Qual é a última lembrança da sua mãe?
“No último momento que eu estive com a minha mãe, ela já estava inconsciente, mas eu guardo como se fosse a nossa despedida o momento em que ela voltou do hospital, quando fez os exames. Ela passou na minha casa e nós conversamos. ‘Mãe, você vai voltar logo’ e nos despedimos. Ela não voltou e esse é o momento que eu guardo. Ela estava consciente e pudemos dizer uma para outra o quanto nós nos amávamos (chora)… Também disse o quanto a amava quando ela estava inconsciente e por mais que eu tenha dito de várias outras maneiras, não foi a mesma coisa. Para mim, esse último encontro é o que eu guardo”.
O que mudou na sua vida depois da morte de Nicette em decorrência da Covid-19?

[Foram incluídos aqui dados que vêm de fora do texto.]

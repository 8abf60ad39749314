//! Plain data row types written by output backends.

use dv_agent::RoutingAgent;
use dv_core::{NodeId, Tick};

/// One entry of an agent's vector right after it changed.
#[derive(Debug, Clone, Copy, PartialEq, Eq)]
pub struct VectorUpdateRow {
    pub tick:        u64,
    pub node:        u32,
    pub destination: u32,
    /// `None` = unreachable.
    pub cost:        Option<u32>,
    /// Next hop; `None` for the node itself and unreachable destinations.
    pub predecessor: Option<u32>,
}

impl VectorUpdateRow {
    /// One row per destination of `agent`'s current vector.
    pub fn from_agent(tick: Tick, agent: &RoutingAgent) -> Vec<Self> {
        NodeId::all(agent.node_count())
            .zip(agent.distance_vector())
            .map(|(dest, cost)| VectorUpdateRow {
                tick:        tick.0,
                node:        agent.id().0,
                destination: dest.0,
                cost:        cost.finite(),
                predecessor: agent.predecessor(dest).map(|p| p.0),
            })
            .collect()
    }
}

/// Summary statistics for one simulation tick.
#[derive(Debug, Clone, Copy, PartialEq, Eq)]
pub struct TickSummaryRow {
    pub tick:              u64,
    pub packets_delivered: u64,
}
/// Reason codes reported by the queue manager
#[derive(Debug, Clone, Copy, PartialEq, Eq)]
#[repr(i32)]
pub enum ReasonCode {
    ConnectionBroken = 2009,
    GetInhibited = 2016,
    HconnError = 2018,
    NoMsgAvailable = 2033,
    NotAuthorized = 2035,
    NotOpenForInput = 2037,
    NotOpenForOutput = 2039,
    PutInhibited = 2051,
    QueueFull = 2053,
    QmgrNameError = 2058,
    UnknownObjectName = 2085,
    UnexpectedError = 2195,
}

impl ReasonCode {
    pub fn code(&self) -> i32 {
        *self as i32
    }

    pub fn name(&self) -> &'static str {
        match self {
            ReasonCode::ConnectionBroken => "MQRC_CONNECTION_BROKEN",
            ReasonCode::GetInhibited => "MQRC_GET_INHIBITED",
            ReasonCode::HconnError => "MQRC_HCONN_ERROR",
            ReasonCode::NoMsgAvailable => "MQRC_NO_MSG_AVAILABLE",
            ReasonCode::NotAuthorized => "MQRC_NOT_AUTHORIZED",
            ReasonCode::NotOpenForInput => "MQRC_NOT_OPEN_FOR_INPUT",
            ReasonCode::NotOpenForOutput => "MQRC_NOT_OPEN_FOR_OUTPUT",
            ReasonCode::PutInhibited => "MQRC_PUT_INHIBITED",
            ReasonCode::QueueFull => "MQRC_Q_FULL",
            ReasonCode::QmgrNameError => "MQRC_Q_MGR_NAME_ERROR",
            ReasonCode::UnknownObjectName => "MQRC_UNKNOWN_OBJECT_NAME",
            ReasonCode::UnexpectedError => "MQRC_UNEXPECTED_ERROR",
        }
    }

    /// a get that found no matching message before its deadline
    pub fn is_timeout(&self) -> bool {
        matches!(self, ReasonCode::NoMsgAvailable)
    }
}

impl std::fmt::Display for ReasonCode {
    fn fmt(&self, f: &mut std::fmt::Formatter<'_>) -> std::fmt::Result {
        write!(f, "{}", self.name())
    }
}

impl TryFrom<i32> for ReasonCode {
    type Error = i32;

    fn try_from(value: i32) -> Result<Self, i32> {
        Ok(match value {
            2009 => Self::ConnectionBroken,
            2016 => Self::GetInhibited,
            2018 => Self::HconnError,
            2033 => Self::NoMsgAvailable,
            2035 => Self::NotAuthorized,
            2037 => Self::NotOpenForInput,
            2039 => Self::NotOpenForOutput,
            2051 => Self::PutInhibited,
            2053 => Self::QueueFull,
            2058 => Self::QmgrNameError,
            2085 => Self::UnknownObjectName,
            2195 => Self::UnexpectedError,
            other => return Err(other),
        })
    }
}

/// symbolic name of a reason code, the number itself when unknown
pub fn lookup(code: i32) -> String {
    match ReasonCode::try_from(code) {
        Ok(reason) => reason.name().to_string(),
        Err(code) => code.to_string(),
    }
}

“Sempre muda, porque quando você perde o pai ou a mãe, é muito forte na vida de qualquer pessoa. Pai e mãe tem que estar dentro de você e de certa forma, você acaba ganhando uma força maior. Você tem que buscar em si mesmo o apoio, os valores e toda a presença daquela pessoa amada que estava ali ao seu lado e que podia ouvir, tocar e falar. Agora você só pode sentir. É um processo de crescimento, de amadurecimento e não é fácil. É de muita dor e que também fortaleceu o amor e a capacidade de amar o outro. É um processo doloroso”.
Como está a rotina da família na pandemia?
“Tudo mudou. A pandemia mudou a rotina de todas as famílias e todas as pessoas. Nós não temos mais uma rotina normal como era antes da pandemia. O distanciamento permanece e por mais que continuemos nos falando por telefone, por mensagens e por vídeos, não é a mesma coisa. Há a ausência das pessoas, do toque e do abraço. Todos nós estamos aprendendo a lidar com isso, independente da perda da minha mãe. Só que agora estamos resolvendo coisas que era ela quem cuidava e resolvia. Desde coisas mais simples como os problemas cotidianos até as questões mais complicadas. Ela morreu muito próximo do Natal, no dia 20 de dezembro. Nosso Natal foi distante por conta já do isolamento e muito triste por não tê-la”.
Você consegue tirar alguma lição dessa pandemia?
“A vida passa rápido. Isso foi uma coisa que meu pai falou antes de falecer: ‘a vida é linda, mas é rápida e aproveitem’. A grande lição que a gente pode tirar é de valorizar a própria vida. É o nosso bem maior e quantas pessoas não estão dando o valor a esse bem maior? A questão de cuidar da saúde nesse momento não é só a questão física, é cuidar da saúde mental e espiritual. Dar valor às coisas boas também, porque quando a gente vai embora, a gente não leva as coisas que tem, a gente leva o que a gente é. Estamos aprendendo a dar valor para nossa essência”.
Além da Nicette, você perdeu outras pessoas próximas para a Covid- 19?
“Não. Graças a Deus, ninguém tão próximo, mas a gente consegue sentir a perda das pessoas que estão ao seu redor. Não tem como ficar passível diante de tanto sofrimento. Você sente a perda de muitas pessoas e o perigo é eminente”.
O que você faz para amenizar a saudade da sua mãe?
“Eu vejo a novela ‘Vida da Gente’. O engraçado é que esta semana mesmo passou uma cena em que a personagem cantava uma música que ela cantou muito para nós, eu e meus irmãos. Essa é uma das formas: rever os trabalhos. Mas, eu oro muito e converso muito com ela de forma silenciosa nas minhas meditações e nas minhas orações. É uma comunicação só de um lado, não consigo ouvir as respostas, mas a gente consegue sentir o amor e a presença. Tem que aprender lidar com as projeções emocionais”.